Going line by line through the listing below, count those with the string "value" and answer with the number alone.

▶ Records provided
◇ ◇ ◇
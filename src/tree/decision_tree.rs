use ndarray::ArrayView1;
use rand::SeedableRng;
use rand::rngs::StdRng;
use rand::seq::index;
use tracing::info;

use super::{ClassWeight, Targets, argmax_labels, class_weights};
use crate::error::{Error, Result};
use crate::linear_model::Classifier;
use crate::{Labels, Matrix};

const IMPURITY_EPSILON: f64 = 1e-12;

/// Number of candidate features drawn at every split.
#[derive(Clone, Copy, Debug, PartialEq, Eq)]
pub enum MaxFeatures {
    All,
    /// `floor(sqrt(n_features))`, at least 1.
    Sqrt,
    Count(usize),
}

impl MaxFeatures {
    fn resolve(self, n_features: usize) -> usize {
        match self {
            MaxFeatures::All => n_features,
            MaxFeatures::Sqrt => ((n_features as f64).sqrt() as usize).max(1),
            MaxFeatures::Count(k) => k.clamp(1, n_features),
        }
    }
}

#[derive(Clone, Copy, Debug)]
pub(crate) struct TreeParams {
    pub max_depth: Option<usize>,
    pub min_samples_split: usize,
    pub min_samples_leaf: usize,
    pub max_features: MaxFeatures,
}

impl Default for TreeParams {
    fn default() -> Self {
        Self {
            max_depth: None,
            min_samples_split: 2,
            min_samples_leaf: 1,
            max_features: MaxFeatures::All,
        }
    }
}

#[derive(Clone, Debug)]
enum Node {
    Split {
        feature: usize,
        threshold: f64,
        left: usize,
        right: usize,
    },
    Leaf {
        /// Weighted class proportions, in class-index order.
        distribution: Vec<f64>,
    },
}

struct Candidate {
    feature: usize,
    threshold: f64,
    /// Weighted Gini impurity of both children, `sum(w_child * gini_child)`.
    impurity: f64,
}

/// A fitted tree over class indices. Nodes live in one vector; the root is node 0.
#[derive(Clone, Debug)]
pub(crate) struct Tree {
    nodes: Vec<Node>,
    n_features: usize,
    depth: usize,
}

impl Tree {
    /// Grows a tree on `rows` of `x`. `targets` and `weights` are indexed by row of `x`;
    /// every row in `rows` must carry a positive weight.
    pub fn grow(
        x: &Matrix,
        targets: &[usize],
        weights: &[f64],
        rows: Vec<usize>,
        n_classes: usize,
        params: &TreeParams,
        rng: &mut StdRng,
    ) -> Self {
        let n_features = x.ncols();
        let n_candidates = params.max_features.resolve(n_features);
        let mut nodes = vec![Node::Leaf {
            distribution: Vec::new(),
        }];
        let mut stack = vec![(0, rows, 0)];
        let mut depth = 0;

        while let Some((id, rows, level)) = stack.pop() {
            depth = depth.max(level);
            let mut totals = vec![0.0; n_classes];
            for &i in &rows {
                totals[targets[i]] += weights[i];
            }
            let weight: f64 = totals.iter().sum();
            let impurity = weight * gini(&totals, weight);

            let splittable = params.max_depth.is_none_or(|d| level < d)
                && rows.len() >= params.min_samples_split
                && rows.len() >= 2 * params.min_samples_leaf
                && impurity > IMPURITY_EPSILON;
            let split = if splittable {
                let features = index::sample(rng, n_features, n_features).into_vec();
                let search = SplitSearch {
                    features: &features,
                    n_candidates,
                    min_samples_leaf: params.min_samples_leaf,
                };
                search
                    .best(x, targets, weights, &rows, &totals)
                    .filter(|c| c.impurity < impurity - IMPURITY_EPSILON)
            } else {
                None
            };

            match split {
                Some(c) => {
                    let (left_rows, right_rows): (Vec<usize>, Vec<usize>) =
                        rows.into_iter().partition(|&i| x[[i, c.feature]] <= c.threshold);
                    let left = nodes.len();
                    nodes.push(Node::Leaf {
                        distribution: Vec::new(),
                    });
                    nodes.push(Node::Leaf {
                        distribution: Vec::new(),
                    });
                    nodes[id] = Node::Split {
                        feature: c.feature,
                        threshold: c.threshold,
                        left,
                        right: left + 1,
                    };
                    stack.push((left + 1, right_rows, level + 1));
                    stack.push((left, left_rows, level + 1));
                }
                None => {
                    let distribution = totals
                        .iter()
                        .map(|t| if weight > 0.0 { t / weight } else { 0.0 })
                        .collect();
                    nodes[id] = Node::Leaf { distribution };
                }
            }
        }

        Self {
            nodes,
            n_features,
            depth,
        }
    }

    pub fn n_features(&self) -> usize {
        self.n_features
    }

    pub fn depth(&self) -> usize {
        self.depth
    }

    pub fn n_leaves(&self) -> usize {
        self.nodes
            .iter()
            .filter(|n| matches!(n, Node::Leaf { .. }))
            .count()
    }

    /// Class proportions of the leaf `row` falls into.
    pub fn distribution(&self, row: ArrayView1<f64>) -> &[f64] {
        let mut id = 0;
        loop {
            match &self.nodes[id] {
                Node::Split {
                    feature,
                    threshold,
                    left,
                    right,
                } => id = if row[*feature] <= *threshold { *left } else { *right },
                Node::Leaf { distribution } => return distribution,
            }
        }
    }

    /// Adds this tree's leaf proportions for every row of `x` into `proba`.
    pub fn accumulate(&self, x: &Matrix, proba: &mut Matrix) {
        for (row, mut out) in x.rows().into_iter().zip(proba.rows_mut()) {
            out.iter_mut()
                .zip(self.distribution(row))
                .for_each(|(o, p)| *o += p);
        }
    }
}

fn gini(counts: &[f64], total: f64) -> f64 {
    if total <= 0.0 {
        return 0.0;
    }
    1.0 - counts.iter().map(|c| (c / total).powi(2)).sum::<f64>()
}

/// Features in random order; the search stops once `n_candidates` of them vary over the
/// node's rows, so constant features never use up the draw.
struct SplitSearch<'a> {
    features: &'a [usize],
    n_candidates: usize,
    min_samples_leaf: usize,
}

impl SplitSearch<'_> {
    fn best(
        &self,
        x: &Matrix,
        targets: &[usize],
        weights: &[f64],
        rows: &[usize],
        totals: &[f64],
    ) -> Option<Candidate> {
        let total_weight: f64 = totals.iter().sum();
        let mut order = rows.to_vec();
        let mut best: Option<Candidate> = None;
        let mut visited = 0;

        for &feature in self.features {
            if visited == self.n_candidates {
                break;
            }
            order.sort_by(|&a, &b| x[[a, feature]].total_cmp(&x[[b, feature]]));
            let (first, last) = (order[0], order[order.len() - 1]);
            if x[[first, feature]] == x[[last, feature]] {
                continue;
            }
            visited += 1;

            let mut left = vec![0.0; totals.len()];
            let mut left_weight = 0.0;
            for (n, pair) in order.windows(2).enumerate() {
                let (i, next) = (pair[0], pair[1]);
                left[targets[i]] += weights[i];
                left_weight += weights[i];

                let n_left = n + 1;
                let (value, next_value) = (x[[i, feature]], x[[next, feature]]);
                if value == next_value
                    || n_left < self.min_samples_leaf
                    || order.len() - n_left < self.min_samples_leaf
                {
                    continue;
                }

                // w * gini = w - sum(c^2) / w
                let right_weight = total_weight - left_weight;
                let left_sq: f64 = left.iter().map(|l| l * l).sum();
                let right_sq: f64 =
                    totals.iter().zip(&left).map(|(t, l)| (t - l).powi(2)).sum();
                let impurity = (left_weight - left_sq / left_weight)
                    + (right_weight - right_sq / right_weight);

                if best.as_ref().is_none_or(|b| impurity < b.impurity) {
                    let midpoint = 0.5 * (value + next_value);
                    let threshold = if midpoint < next_value { midpoint } else { value };
                    best = Some(Candidate {
                        feature,
                        threshold,
                        impurity,
                    });
                }
            }
        }

        best
    }
}

/// Single CART classification tree.
#[derive(Clone, Debug)]
pub struct DecisionTreeClassifier {
    pub classes: Option<Vec<i64>>,
    tree: Option<Tree>,
    params: TreeParams,
    class_weight: ClassWeight,
    seed: u64,
}

impl DecisionTreeClassifier {
    pub fn new() -> Self {
        Self {
            classes: None,
            tree: None,
            params: TreeParams::default(),
            class_weight: ClassWeight::Uniform,
            seed: 42,
        }
    }

    /// A depth of 0 is a single leaf.
    pub fn max_depth(mut self, max_depth: usize) -> Self {
        self.params.max_depth = Some(max_depth);
        self
    }

    pub fn min_samples_split(mut self, min_samples_split: usize) -> Self {
        if min_samples_split < 2 {
            panic!("min_samples_split must be at least 2, got {}", min_samples_split);
        }
        self.params.min_samples_split = min_samples_split;
        self
    }

    pub fn min_samples_leaf(mut self, min_samples_leaf: usize) -> Self {
        if min_samples_leaf == 0 {
            panic!("min_samples_leaf must be positive");
        }
        self.params.min_samples_leaf = min_samples_leaf;
        self
    }

    pub fn max_features(mut self, max_features: MaxFeatures) -> Self {
        self.params.max_features = max_features;
        self
    }

    pub fn class_weight(mut self, class_weight: ClassWeight) -> Self {
        self.class_weight = class_weight;
        self
    }

    /// Seeds the feature draws; only matters when `max_features` is not `All`.
    pub fn seed(mut self, seed: u64) -> Self {
        self.seed = seed;
        self
    }

    pub fn depth(&self) -> Option<usize> {
        self.tree.as_ref().map(Tree::depth)
    }

    pub fn n_leaves(&self) -> Option<usize> {
        self.tree.as_ref().map(Tree::n_leaves)
    }

    /// Class probabilities, one column per entry of `classes`.
    pub fn predict_proba(&self, x: &Matrix) -> Result<Matrix> {
        let tree = self.tree.as_ref().ok_or(Error::NotFitted("DecisionTreeClassifier"))?;
        let classes = self.classes.as_ref().ok_or(Error::NotFitted("DecisionTreeClassifier"))?;
        check_width(x, tree.n_features())?;

        let mut proba = Matrix::zeros((x.nrows(), classes.len()));
        tree.accumulate(x, &mut proba);
        Ok(proba)
    }
}

pub(crate) fn check_width(x: &Matrix, n_features: usize) -> Result<()> {
    if x.ncols() != n_features {
        return Err(Error::Shape(format!(
            "number of features in X ({}) doesn't match training data ({})",
            x.ncols(),
            n_features
        )));
    }
    Ok(())
}

impl Classifier for DecisionTreeClassifier {
    fn fit(&mut self, x: &Matrix, y: &Labels) -> Result<()> {
        let targets = Targets::new(x, y)?;
        let class_weight = class_weights(&targets.counts(), self.class_weight);
        let weights: Vec<f64> = targets.indices.iter().map(|&k| class_weight[k]).collect();

        let mut rng = StdRng::seed_from_u64(self.seed);
        let tree = Tree::grow(
            x,
            &targets.indices,
            &weights,
            targets.rows.clone(),
            targets.classes.len(),
            &self.params,
            &mut rng,
        );

        info!(
            classes = targets.classes.len(),
            samples = targets.rows.len(),
            depth = tree.depth(),
            leaves = tree.n_leaves(),
            "trained DecisionTreeClassifier"
        );
        self.classes = Some(targets.classes);
        self.tree = Some(tree);
        Ok(())
    }

    fn predict(&self, x: &Matrix) -> Result<Labels> {
        let proba = self.predict_proba(x)?;
        let classes = self.classes.as_ref().ok_or(Error::NotFitted("DecisionTreeClassifier"))?;
        Ok(argmax_labels(&proba, classes))
    }
}

impl Default for DecisionTreeClassifier {
    fn default() -> Self {
        Self::new()
    }
}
◇ ◇ ◇
▶ Response for this exercise
4